_Exercise prompt_
Up to and including the line that contains "use super::*;", reproduce every line exactly, beginning with the first line below.

_Stored data_
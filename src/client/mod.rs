pub mod config;
pub mod connection;
pub mod errors;
pub mod handlers;
pub mod stream;
pub mod target;
pub use config::*;
pub use connection::*;
pub use errors::*;
pub use handlers::*;
pub use stream::*;
pub use target::*;
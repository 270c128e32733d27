//! Reflected binary Gray code over N-bit vectors
//!
//! This is the order in which a Hilbert curve visits the 2^N sub-cells of a
//! cell before any reorientation is applied, and thus the starting point of
//! every other table computed by this crate.

use crate::{bits::BitVector, NumBits};

/// Gray code table: 2^N bit vectors of length N, in curve order
pub type GrayCode = Box<[BitVector]>;

/// Build the reflected binary Gray code of a certain dimension
///
/// The N-dimensional code is made of the (N-1)-dimensional code with a 0 bit
/// prepended, followed by the (N-1)-dimensional code traversed backwards with
/// a 1 bit prepended:
///
/// ```text
/// N=1: 0 1
/// N=2: 00 01 | 11 10
/// N=3: 000 001 011 010 | 110 111 101 100
/// ```
///
pub fn build(dimension: NumBits) -> GrayCode {
    assert!(dimension >= 1, "Gray codes need at least one dimension");
    if dimension == 1 {
        return vec![BitVector::zeros(1), BitVector::unit(1, 0)].into_boxed_slice();
    }

    let lower = build(dimension - 1);
    let mut codes = Vec::with_capacity(2 * lower.len());
    codes.extend(lower.iter().map(|code| code.prepend(false)));
    codes.extend(lower.iter().rev().map(|code| code.prepend(true)));
    codes.into_boxed_slice()
}

/// Build the inverse permutation of a Gray code
///
/// The output is indexed by packed Gray code value, and tells at which
/// position of the input sequence that value appears. Since a Gray code of
/// length 2^N enumerates every N-bit vector exactly once, every slot gets
/// filled.
///
pub fn inverse(codes: &[BitVector]) -> Box<[usize]> {
    let mut positions = vec![0; codes.len()];
    for (idx, code) in codes.iter().enumerate() {
        positions[code.pack::<usize>()] = idx;
    }
    positions.into_boxed_slice()
}

#[cfg(test)]
mod tests {
    use super::*;
    use crate::bits::test_utils::*;
    use quickcheck::{quickcheck, TestResult};

    fn packed(dimension: NumBits) -> Vec<usize> {
        build(dimension).iter().map(|code| code.pack()).collect()
    }

    #[test]
    fn low_dimensions() {
        assert_eq!(&*build(1), &[bv("0"), bv("1")]);
        assert_eq!(&*build(2), &[bv("00"), bv("01"), bv("11"), bv("10")]);
        assert_eq!(packed(3), [0, 1, 3, 2, 6, 7, 5, 4]);
        assert_eq!(
            packed(4),
            [0, 1, 3, 2, 6, 7, 5, 4, 12, 13, 15, 14, 10, 11, 9, 8]
        );
    }

    #[test]
    fn permutation() {
        for dimension in 1..=12 {
            let codes = build(dimension);
            assert_eq!(codes.len(), 1 << dimension);
            assert!(codes.iter().all(|code| code.len() == dimension));
            let mut values = packed(dimension);
            values.sort_unstable();
            assert!(
                values.iter().copied().eq(0..(1 << dimension)),
                "Gray code of dimension {dimension} is not a permutation"
            );
        }
    }

    #[test]
    fn single_bit_steps() {
        for dimension in 1..=12 {
            let codes = build(dimension);
            for (idx, code) in codes.iter().enumerate() {
                let next = &codes[(idx + 1) % codes.len()];
                assert_eq!(
                    (code ^ next).count_ones(),
                    1,
                    "Codes {idx} ({code}) and its successor ({next}) should differ by one bit"
                );
            }
        }
    }

    #[test]
    fn inverse() {
        assert_eq!(&*super::inverse(&build(1)), &[0, 1]);
        assert_eq!(&*super::inverse(&build(2)), &[0, 1, 3, 2]);
        assert_eq!(&*super::inverse(&build(3)), &[0, 1, 3, 2, 7, 6, 4, 5]);
        for dimension in 1..=10 {
            let codes = build(dimension);
            let positions = super::inverse(&codes);
            for (idx, code) in codes.iter().enumerate() {
                assert_eq!(positions[code.pack::<usize>()], idx);
            }
        }
    }

    // The recursive construction must agree with the closed form i ^ (i >> 1)
    quickcheck! {
        fn closed_form(dimension: u8, idx: u16) -> TestResult {
            let dimension = NumBits::from(dimension % 12 + 1);
            let idx = usize::from(idx) % (1 << dimension);
            TestResult::from_bool(build(dimension)[idx].pack::<usize>() == idx ^ (idx >> 1))
        }
    }
}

_Final answer_
filename src/client/mod.rs
pub mod config;
pub mod connection;
pub mod errors;
pub mod handlers;
pub mod stream;
pub mod target;
pub use config::*;
pub use connection::*;
pub use errors::*;
pub use handlers::*;
pub use stream::*;
pub use target::*;
repository 270c128e32733d27
//! Reflected binary Gray code over N-bit vectors
//!
//! This is the order in which a Hilbert curve visits the 2^N sub-cells of a
//! cell before any reorientation is applied, and thus the starting point of
//! every other table computed by this crate.

use crate::{bits::BitVector, NumBits};

/// Gray code table: 2^N bit vectors of length N, in curve order
pub type GrayCode = Box<[BitVector]>;

/// Build the reflected binary Gray code of a certain dimension
///
/// The N-dimensional code is made of the (N-1)-dimensional code with a 0 bit
/// prepended, followed by the (N-1)-dimensional code traversed backwards with
/// a 1 bit prepended:
///
/// ```text
/// N=1: 0 1
/// N=2: 00 01 | 11 10
/// N=3: 000 001 011 010 | 110 111 101 100
/// ```
///
pub fn build(dimension: NumBits) -> GrayCode {
    assert!(dimension >= 1, "Gray codes need at least one dimension");
    if dimension == 1 {
        return vec![BitVector::zeros(1), BitVector::unit(1, 0)].into_boxed_slice();
    }

    let lower = build(dimension - 1);
    let mut codes = Vec::with_capacity(2 * lower.len());
    codes.extend(lower.iter().map(|code| code.prepend(false)));
    codes.extend(lower.iter().rev().map(|code| code.prepend(true)));
    codes.into_boxed_slice()
}

/// Build the inverse permutation of a Gray code
///
/// The output is indexed by packed Gray code value, and tells at which
/// position of the input sequence that value appears. Since a Gray code of
/// length 2^N enumerates every N-bit vector exactly once, every slot gets
/// filled.
///
pub fn inverse(codes: &[BitVector]) -> Box<[usize]> {
    let mut positions = vec![0; codes.len()];
    for (idx, code) in codes.iter().enumerate() {
        positions[code.pack::<usize>()] = idx;
    }
    positions.into_boxed_slice()
}

#[cfg(test)]
mod tests {
    use super::*;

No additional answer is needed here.